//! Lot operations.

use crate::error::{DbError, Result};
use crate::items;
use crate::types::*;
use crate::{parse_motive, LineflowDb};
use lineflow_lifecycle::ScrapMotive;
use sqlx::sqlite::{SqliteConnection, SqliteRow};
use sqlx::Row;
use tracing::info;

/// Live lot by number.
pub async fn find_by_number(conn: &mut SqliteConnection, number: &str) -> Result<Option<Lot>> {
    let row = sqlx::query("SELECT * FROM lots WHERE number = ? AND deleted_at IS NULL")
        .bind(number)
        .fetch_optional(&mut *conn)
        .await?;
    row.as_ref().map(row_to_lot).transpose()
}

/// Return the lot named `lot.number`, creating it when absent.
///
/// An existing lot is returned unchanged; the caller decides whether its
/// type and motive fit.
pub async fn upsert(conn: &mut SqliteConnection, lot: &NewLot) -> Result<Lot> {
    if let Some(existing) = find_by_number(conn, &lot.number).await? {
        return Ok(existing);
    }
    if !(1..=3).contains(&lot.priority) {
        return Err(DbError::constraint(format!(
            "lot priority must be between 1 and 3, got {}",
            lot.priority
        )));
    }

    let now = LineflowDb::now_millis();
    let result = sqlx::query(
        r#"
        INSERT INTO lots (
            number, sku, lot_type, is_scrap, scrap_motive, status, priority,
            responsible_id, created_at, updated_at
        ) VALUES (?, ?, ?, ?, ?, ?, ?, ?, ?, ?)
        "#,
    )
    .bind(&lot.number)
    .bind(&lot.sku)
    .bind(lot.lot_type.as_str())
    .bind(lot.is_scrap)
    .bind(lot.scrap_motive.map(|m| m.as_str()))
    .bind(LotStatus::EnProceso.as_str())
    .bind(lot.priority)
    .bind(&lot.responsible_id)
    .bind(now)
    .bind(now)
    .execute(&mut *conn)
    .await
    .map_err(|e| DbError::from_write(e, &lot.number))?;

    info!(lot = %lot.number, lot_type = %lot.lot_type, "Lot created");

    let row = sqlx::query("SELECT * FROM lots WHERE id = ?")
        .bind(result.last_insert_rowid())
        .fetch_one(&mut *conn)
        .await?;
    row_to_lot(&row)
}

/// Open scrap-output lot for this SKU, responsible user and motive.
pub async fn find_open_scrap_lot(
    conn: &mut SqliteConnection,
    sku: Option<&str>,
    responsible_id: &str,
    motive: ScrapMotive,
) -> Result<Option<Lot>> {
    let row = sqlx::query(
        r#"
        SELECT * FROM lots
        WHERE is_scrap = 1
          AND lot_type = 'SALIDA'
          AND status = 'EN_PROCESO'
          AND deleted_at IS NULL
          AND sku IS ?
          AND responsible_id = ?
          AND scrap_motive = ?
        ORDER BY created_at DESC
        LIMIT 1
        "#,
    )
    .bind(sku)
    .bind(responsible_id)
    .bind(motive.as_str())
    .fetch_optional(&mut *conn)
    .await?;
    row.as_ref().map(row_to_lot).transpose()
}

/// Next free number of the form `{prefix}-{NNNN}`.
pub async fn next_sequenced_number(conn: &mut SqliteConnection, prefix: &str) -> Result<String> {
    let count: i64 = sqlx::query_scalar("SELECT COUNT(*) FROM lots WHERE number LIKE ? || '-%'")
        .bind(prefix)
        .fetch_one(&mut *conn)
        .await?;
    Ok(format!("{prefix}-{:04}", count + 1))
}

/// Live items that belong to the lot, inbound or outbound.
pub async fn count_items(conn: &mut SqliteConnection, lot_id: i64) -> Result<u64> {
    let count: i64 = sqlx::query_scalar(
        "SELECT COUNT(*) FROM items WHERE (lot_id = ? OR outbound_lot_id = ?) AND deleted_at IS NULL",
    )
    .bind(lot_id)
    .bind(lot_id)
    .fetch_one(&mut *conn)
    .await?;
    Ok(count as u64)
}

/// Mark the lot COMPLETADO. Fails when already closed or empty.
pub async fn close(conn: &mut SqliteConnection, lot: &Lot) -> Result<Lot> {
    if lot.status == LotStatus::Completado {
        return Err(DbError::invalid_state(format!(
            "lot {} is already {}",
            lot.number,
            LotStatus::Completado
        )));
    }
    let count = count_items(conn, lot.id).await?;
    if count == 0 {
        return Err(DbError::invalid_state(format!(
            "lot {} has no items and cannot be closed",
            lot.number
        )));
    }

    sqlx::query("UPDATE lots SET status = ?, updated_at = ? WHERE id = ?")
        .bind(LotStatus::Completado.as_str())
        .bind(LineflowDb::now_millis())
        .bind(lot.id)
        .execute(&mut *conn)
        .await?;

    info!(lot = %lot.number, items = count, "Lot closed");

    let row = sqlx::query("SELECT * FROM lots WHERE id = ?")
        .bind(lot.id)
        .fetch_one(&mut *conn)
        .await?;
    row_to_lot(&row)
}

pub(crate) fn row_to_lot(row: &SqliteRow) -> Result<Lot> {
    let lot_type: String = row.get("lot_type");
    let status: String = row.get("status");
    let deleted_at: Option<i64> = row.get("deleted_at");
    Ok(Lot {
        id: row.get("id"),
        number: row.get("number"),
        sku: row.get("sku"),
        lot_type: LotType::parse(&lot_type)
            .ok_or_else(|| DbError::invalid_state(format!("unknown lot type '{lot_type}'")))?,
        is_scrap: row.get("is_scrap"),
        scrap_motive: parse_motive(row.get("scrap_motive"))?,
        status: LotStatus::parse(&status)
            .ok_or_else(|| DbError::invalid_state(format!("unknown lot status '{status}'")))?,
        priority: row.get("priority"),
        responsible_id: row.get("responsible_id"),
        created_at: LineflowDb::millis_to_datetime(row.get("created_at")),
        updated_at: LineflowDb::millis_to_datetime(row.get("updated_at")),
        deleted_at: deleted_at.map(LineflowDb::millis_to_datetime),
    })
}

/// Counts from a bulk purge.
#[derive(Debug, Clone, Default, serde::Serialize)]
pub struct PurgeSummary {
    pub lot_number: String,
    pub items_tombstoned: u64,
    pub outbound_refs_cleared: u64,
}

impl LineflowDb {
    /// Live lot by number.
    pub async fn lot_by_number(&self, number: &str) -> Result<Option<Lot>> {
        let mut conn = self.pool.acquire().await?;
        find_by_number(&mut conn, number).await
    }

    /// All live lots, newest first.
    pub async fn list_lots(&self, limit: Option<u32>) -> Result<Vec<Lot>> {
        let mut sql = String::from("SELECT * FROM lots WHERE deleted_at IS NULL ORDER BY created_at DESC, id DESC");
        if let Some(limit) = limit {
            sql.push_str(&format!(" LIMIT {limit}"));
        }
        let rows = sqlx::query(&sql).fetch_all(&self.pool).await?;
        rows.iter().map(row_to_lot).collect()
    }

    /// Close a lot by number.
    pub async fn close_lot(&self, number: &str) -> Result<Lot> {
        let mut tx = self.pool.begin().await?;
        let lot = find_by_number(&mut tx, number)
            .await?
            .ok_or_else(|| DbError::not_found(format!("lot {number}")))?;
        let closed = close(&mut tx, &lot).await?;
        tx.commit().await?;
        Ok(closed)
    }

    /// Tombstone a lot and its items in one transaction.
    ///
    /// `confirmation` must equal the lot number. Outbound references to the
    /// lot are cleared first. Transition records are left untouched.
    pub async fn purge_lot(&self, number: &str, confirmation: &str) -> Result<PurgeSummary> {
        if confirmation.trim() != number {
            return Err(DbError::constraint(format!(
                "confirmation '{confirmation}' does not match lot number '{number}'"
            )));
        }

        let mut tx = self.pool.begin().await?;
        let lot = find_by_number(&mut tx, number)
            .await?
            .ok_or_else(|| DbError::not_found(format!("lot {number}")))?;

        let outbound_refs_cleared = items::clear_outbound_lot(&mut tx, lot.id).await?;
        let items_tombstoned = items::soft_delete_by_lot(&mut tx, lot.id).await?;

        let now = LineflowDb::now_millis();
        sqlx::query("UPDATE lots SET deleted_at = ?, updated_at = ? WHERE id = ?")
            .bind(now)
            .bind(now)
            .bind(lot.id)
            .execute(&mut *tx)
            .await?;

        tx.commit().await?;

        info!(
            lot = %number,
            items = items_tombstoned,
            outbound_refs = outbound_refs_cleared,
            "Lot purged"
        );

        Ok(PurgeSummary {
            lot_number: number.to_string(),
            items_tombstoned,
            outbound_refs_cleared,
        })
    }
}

────────

PROBLEM TO WORK ON: In the listing above, which lines include the string "SqliteConnection"? Return every one of them.

TASK SOLUTION:
use sqlx::sqlite::{SqliteConnection, SqliteRow};
pub async fn find_by_number(conn: &mut SqliteConnection, number: &str) -> Result<Option<Lot>> {
pub async fn upsert(conn: &mut SqliteConnection, lot: &NewLot) -> Result<Lot> {
    conn: &mut SqliteConnection,
pub async fn next_sequenced_number(conn: &mut SqliteConnection, prefix: &str) -> Result<String> {
pub async fn count_items(conn: &mut SqliteConnection, lot_id: i64) -> Result<u64> {
pub async fn close(conn: &mut SqliteConnection, lot: &Lot) -> Result<Lot> {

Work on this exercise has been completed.